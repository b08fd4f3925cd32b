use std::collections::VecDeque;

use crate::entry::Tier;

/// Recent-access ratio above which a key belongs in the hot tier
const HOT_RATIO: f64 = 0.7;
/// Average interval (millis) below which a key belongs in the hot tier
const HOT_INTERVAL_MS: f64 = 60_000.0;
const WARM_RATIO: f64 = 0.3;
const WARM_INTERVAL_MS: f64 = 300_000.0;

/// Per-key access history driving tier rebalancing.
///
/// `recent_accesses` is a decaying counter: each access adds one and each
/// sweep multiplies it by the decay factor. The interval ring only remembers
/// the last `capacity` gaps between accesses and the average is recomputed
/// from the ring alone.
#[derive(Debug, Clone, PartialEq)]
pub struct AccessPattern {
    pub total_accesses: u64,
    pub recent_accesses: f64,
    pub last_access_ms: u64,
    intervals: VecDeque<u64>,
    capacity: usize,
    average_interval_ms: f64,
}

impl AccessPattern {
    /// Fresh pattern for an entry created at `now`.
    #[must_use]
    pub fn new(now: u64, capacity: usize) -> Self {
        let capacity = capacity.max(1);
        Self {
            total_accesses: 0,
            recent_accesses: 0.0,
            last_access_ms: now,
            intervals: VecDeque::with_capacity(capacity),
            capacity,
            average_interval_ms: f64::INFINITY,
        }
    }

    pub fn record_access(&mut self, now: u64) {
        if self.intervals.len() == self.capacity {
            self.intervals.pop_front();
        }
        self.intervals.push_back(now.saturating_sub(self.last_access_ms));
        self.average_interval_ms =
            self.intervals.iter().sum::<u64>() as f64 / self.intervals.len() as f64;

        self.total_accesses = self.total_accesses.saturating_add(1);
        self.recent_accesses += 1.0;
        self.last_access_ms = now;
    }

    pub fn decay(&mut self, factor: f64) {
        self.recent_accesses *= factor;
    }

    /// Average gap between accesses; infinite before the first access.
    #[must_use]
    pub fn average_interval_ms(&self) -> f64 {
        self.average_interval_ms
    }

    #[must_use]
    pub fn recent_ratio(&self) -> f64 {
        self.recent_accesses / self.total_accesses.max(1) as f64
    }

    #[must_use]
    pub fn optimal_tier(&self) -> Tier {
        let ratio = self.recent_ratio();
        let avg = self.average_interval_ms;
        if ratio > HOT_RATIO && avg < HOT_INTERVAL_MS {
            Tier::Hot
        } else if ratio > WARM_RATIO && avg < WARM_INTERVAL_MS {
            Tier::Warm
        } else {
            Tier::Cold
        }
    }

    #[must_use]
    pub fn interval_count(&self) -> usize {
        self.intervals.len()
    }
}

·····

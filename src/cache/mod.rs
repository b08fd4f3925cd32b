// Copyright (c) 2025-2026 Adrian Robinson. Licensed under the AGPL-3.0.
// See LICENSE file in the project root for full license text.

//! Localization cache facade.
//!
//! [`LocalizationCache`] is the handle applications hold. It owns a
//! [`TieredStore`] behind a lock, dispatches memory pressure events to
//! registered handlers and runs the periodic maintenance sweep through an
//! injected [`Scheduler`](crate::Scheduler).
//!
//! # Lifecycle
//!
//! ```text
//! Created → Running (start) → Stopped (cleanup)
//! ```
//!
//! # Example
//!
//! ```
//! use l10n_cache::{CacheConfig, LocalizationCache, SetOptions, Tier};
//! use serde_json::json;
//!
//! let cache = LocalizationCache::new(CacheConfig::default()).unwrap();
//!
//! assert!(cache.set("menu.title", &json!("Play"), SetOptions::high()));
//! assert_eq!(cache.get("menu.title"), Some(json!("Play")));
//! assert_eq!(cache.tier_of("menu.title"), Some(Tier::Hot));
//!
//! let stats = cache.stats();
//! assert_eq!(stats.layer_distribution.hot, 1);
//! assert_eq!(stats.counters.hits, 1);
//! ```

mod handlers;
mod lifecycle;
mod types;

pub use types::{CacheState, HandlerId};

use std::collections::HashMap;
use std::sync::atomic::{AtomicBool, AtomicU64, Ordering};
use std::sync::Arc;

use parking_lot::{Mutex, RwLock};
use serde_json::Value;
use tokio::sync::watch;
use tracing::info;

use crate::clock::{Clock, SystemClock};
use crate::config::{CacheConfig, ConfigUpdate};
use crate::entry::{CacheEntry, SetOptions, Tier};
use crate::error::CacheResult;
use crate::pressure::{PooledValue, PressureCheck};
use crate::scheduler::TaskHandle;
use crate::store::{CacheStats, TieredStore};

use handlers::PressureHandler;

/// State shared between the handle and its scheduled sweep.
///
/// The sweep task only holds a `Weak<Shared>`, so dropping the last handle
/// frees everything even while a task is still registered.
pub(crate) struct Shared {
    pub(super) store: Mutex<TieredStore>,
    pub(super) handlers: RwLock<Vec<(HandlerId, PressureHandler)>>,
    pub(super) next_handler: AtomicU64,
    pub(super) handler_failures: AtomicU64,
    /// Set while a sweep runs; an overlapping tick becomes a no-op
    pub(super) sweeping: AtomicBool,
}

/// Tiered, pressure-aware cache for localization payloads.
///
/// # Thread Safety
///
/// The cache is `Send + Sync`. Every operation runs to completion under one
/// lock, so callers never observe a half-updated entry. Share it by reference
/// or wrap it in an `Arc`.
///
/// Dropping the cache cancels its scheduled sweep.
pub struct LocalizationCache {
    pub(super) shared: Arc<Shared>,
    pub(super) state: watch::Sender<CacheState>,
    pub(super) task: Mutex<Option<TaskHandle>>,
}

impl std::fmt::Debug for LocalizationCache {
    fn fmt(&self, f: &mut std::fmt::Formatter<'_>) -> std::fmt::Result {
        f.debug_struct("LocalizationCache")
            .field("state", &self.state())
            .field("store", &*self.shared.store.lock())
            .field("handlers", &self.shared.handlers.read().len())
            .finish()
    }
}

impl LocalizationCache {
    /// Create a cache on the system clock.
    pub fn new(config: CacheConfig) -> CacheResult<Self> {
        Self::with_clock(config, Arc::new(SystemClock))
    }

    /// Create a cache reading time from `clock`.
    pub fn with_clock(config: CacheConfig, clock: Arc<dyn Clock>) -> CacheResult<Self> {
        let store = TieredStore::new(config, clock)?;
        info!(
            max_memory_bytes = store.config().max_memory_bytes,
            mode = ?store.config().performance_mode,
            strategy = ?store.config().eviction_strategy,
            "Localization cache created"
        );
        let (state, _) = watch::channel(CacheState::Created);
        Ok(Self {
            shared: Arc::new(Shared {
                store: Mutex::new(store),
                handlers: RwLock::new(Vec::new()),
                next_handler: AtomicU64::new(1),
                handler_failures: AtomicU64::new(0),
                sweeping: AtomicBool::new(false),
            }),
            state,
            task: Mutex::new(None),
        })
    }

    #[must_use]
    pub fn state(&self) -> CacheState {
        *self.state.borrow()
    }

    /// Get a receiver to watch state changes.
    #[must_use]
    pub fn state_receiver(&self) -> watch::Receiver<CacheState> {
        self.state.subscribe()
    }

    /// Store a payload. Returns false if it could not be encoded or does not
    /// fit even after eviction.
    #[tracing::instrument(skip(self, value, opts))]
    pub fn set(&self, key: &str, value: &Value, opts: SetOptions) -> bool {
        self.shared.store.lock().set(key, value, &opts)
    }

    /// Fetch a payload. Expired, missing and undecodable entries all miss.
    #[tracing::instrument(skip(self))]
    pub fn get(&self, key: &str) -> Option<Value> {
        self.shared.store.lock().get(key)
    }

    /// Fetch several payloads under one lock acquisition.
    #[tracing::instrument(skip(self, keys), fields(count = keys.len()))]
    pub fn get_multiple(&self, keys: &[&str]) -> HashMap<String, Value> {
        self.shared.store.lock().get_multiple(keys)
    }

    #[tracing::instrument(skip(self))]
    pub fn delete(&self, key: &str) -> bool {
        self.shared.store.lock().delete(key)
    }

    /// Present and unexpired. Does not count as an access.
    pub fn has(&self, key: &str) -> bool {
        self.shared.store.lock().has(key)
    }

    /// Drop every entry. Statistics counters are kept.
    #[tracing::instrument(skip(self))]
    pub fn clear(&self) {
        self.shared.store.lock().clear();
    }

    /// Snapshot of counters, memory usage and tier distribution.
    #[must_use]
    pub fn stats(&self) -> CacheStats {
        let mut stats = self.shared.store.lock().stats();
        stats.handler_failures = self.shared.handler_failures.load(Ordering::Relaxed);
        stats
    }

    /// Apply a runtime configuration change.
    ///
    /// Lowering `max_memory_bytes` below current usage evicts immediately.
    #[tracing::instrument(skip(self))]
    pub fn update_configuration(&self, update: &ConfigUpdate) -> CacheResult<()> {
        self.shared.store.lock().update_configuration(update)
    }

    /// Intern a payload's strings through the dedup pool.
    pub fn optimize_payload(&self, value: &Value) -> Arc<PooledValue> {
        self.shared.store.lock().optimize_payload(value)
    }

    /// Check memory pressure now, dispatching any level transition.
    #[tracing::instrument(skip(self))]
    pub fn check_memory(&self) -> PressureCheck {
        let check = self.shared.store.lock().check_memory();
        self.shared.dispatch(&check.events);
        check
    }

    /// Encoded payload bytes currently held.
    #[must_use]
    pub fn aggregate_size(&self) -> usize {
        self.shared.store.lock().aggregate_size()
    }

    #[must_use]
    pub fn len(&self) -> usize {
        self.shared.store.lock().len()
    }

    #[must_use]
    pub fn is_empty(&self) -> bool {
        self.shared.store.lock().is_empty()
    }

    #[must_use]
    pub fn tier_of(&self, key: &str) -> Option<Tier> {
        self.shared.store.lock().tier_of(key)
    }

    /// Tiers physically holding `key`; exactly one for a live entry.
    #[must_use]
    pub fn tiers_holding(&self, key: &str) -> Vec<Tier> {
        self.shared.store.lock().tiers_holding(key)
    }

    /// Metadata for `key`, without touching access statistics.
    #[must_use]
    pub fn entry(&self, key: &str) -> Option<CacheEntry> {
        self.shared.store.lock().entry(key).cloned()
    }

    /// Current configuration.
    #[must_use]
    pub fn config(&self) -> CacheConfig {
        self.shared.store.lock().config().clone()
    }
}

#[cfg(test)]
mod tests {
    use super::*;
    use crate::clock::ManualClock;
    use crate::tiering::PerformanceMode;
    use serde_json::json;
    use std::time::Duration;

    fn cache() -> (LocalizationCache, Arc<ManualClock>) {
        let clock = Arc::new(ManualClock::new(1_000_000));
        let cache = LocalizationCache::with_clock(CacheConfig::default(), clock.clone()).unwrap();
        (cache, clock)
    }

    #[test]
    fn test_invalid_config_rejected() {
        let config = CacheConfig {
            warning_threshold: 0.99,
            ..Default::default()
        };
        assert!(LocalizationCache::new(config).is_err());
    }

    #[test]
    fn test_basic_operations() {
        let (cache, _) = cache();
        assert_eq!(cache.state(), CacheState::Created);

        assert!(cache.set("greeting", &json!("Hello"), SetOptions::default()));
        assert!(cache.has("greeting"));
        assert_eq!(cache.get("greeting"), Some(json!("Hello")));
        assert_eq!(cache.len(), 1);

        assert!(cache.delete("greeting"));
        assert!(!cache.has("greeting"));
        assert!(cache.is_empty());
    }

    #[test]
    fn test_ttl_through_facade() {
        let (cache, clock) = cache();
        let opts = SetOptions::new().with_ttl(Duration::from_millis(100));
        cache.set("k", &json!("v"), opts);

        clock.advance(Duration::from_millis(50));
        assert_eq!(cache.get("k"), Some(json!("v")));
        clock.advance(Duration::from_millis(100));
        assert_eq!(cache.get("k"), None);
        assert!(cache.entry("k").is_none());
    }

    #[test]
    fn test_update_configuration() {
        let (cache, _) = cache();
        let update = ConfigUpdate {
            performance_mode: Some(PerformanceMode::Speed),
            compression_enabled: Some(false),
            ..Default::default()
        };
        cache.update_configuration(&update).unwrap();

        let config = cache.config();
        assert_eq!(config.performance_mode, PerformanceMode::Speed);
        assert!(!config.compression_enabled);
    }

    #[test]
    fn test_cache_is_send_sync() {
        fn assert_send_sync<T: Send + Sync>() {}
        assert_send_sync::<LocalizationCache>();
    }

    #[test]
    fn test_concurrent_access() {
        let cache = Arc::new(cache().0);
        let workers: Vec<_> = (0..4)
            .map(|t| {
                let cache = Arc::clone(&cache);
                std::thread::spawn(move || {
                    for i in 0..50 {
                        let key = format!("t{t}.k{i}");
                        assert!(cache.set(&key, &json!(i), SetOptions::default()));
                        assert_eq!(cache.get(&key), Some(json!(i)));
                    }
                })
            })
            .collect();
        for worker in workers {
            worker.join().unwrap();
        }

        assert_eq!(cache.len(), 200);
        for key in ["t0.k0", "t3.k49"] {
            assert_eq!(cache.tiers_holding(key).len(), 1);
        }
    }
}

·····

# Task objective:
Those lines of the records that contain the string "greeting" should be identified and copied.

# Answer area:
        assert!(cache.set("greeting", &json!("Hello"), SetOptions::default()));
        assert!(cache.has("greeting"));
        assert_eq!(cache.get("greeting"), Some(json!("Hello")));
        assert!(cache.delete("greeting"));
        assert!(!cache.has("greeting"));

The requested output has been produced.